In the course of her journey, Gallagher encounters inhuman doctors, the modern medical system — in which knowledge takes fifteen years to trickle down — and the strange world that is the famous Mayo Clinic, complete with its grand piano. With unerring candor, and no sentimentality whatsoever, Gallagher describes the unexpected twists and turns of the path she took through a medical mystery and an unfathomably changing life. In doing so, she gives us a singular, luminous map of vulnerability and dark landscapes. “It’s the nature of things to be vulnerable,” Gallagher says. “The disorder is imagining we are not.”
Synopsis
A lyrical and honest portrait of illness and the way it changes life and faith, beautifully told as only Nora Gallagher can.
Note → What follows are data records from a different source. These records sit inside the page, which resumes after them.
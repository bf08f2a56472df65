use clap::Parser;

/// This is a survey summary program. It turns the export of a survey form into summary tables.
#[derive(Parser, Debug, Clone)]
#[clap(author, version, about, long_about = None)]
pub struct Args {
    /// (file path, optional) The file describing the survey in JSON format.
    /// If not provided, the "Southeast PA Funding Options" survey is assumed.
    #[clap(short, long, value_parser)]
    pub config: Option<String>,

    /// (file path or '-') The export of the survey responses ('-' reads a CSV export from the standard input).
    /// Setting this option overrides the path that may be specified with the --config option.
    #[clap(short, long, value_parser)]
    pub input: Option<String>,

    /// (default csv) The type of the input: csv or xlsx.
    #[clap(long, value_parser)]
    pub input_type: Option<String>,

    /// (default: the only worksheet) When using an Excel file, indicates the name of the worksheet to use.
    #[clap(long, value_parser)]
    pub excel_worksheet_name: Option<String>,

    /// (text, optional) Only summarize the responses whose serving area contains this text.
    #[clap(short, long, value_parser)]
    pub place: Option<String>,

    /// (column name, optional) The column the --place filter applies to. Defaults to the serving
    /// area column of the survey.
    #[clap(long, value_parser)]
    pub place_column: Option<String>,

    /// (file path, 'stdout' or empty) If specified, the summary will be written in JSON format to the given
    /// location. Otherwise it is written to a file named after the survey and the current date.
    #[clap(short, long, value_parser)]
    pub out: Option<String>,

    /// (file path) A reference summary in JSON format. If provided, the program will
    /// check that the produced summary matches the reference.
    #[clap(short, long, value_parser)]
    pub reference: Option<String>,

    // Other arguments
    /// If passed as an argument, will turn on verbose logging to the standard output.
    #[clap(long, takes_value = false)]
    pub verbose: bool,
}
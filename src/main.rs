mod args;
mod survey;

use clap::Parser;
use log::{info, LevelFilter};
use snafu::ErrorCompat;

fn main() {
    let args = args::Args::parse();

    if args.verbose {
        env_logger::Builder::new()
            .filter_level(LevelFilter::Debug)
            .init();
    } else {
        env_logger::Builder::from_env(env_logger::Env::default().default_filter_or("info")).init();
    }
    info!("args: {:?}", args);

    if let Err(e) = survey::run_survey(&args) {
        eprintln!("An error occured: {}", e);
        if let Some(bt) = ErrorCompat::backtrace(&e) {
            eprintln!("trace: {}", bt);
        }
        std::process::exit(1);
    }
}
One day at the end of 2009 during a routine eye exam that Gallagher nearly skipped, her doctor said "Darn." With this single-word utterance began the author's travels in what she came to know as Oz, or the Land of the Sick. Oz looks a great deal like the world most of us inhabit but for the friends who become unrecognizable, the long-trusted doctors who are now questioned, and the faith in God which is forever altered. In describing living through a medical mystery and facing the possible loss of her sight, Gallagher is consistently frank and never offers false sentimentality. This book is an exquisite road map for piloting dark landscapes.
About the Author
Nora Gallagher is the author of
Changing Light, Things Seen and Unseen: A Year Lived in Faith, and
Practicing Resurrection: A Memoir of Work, Doubt, Discernment, and
Moments of Grace. Her essays, book reviews, and journalism
have appeared in
The New York Times Magazine, The Washington Post, DoubleTake, and
Mother Jones, among other publications. She is also the editor
of the award-winning
Notes from the Field, a collection of literary essays about the
outdoors. She sits on the advisory board of the Yale Divinity School.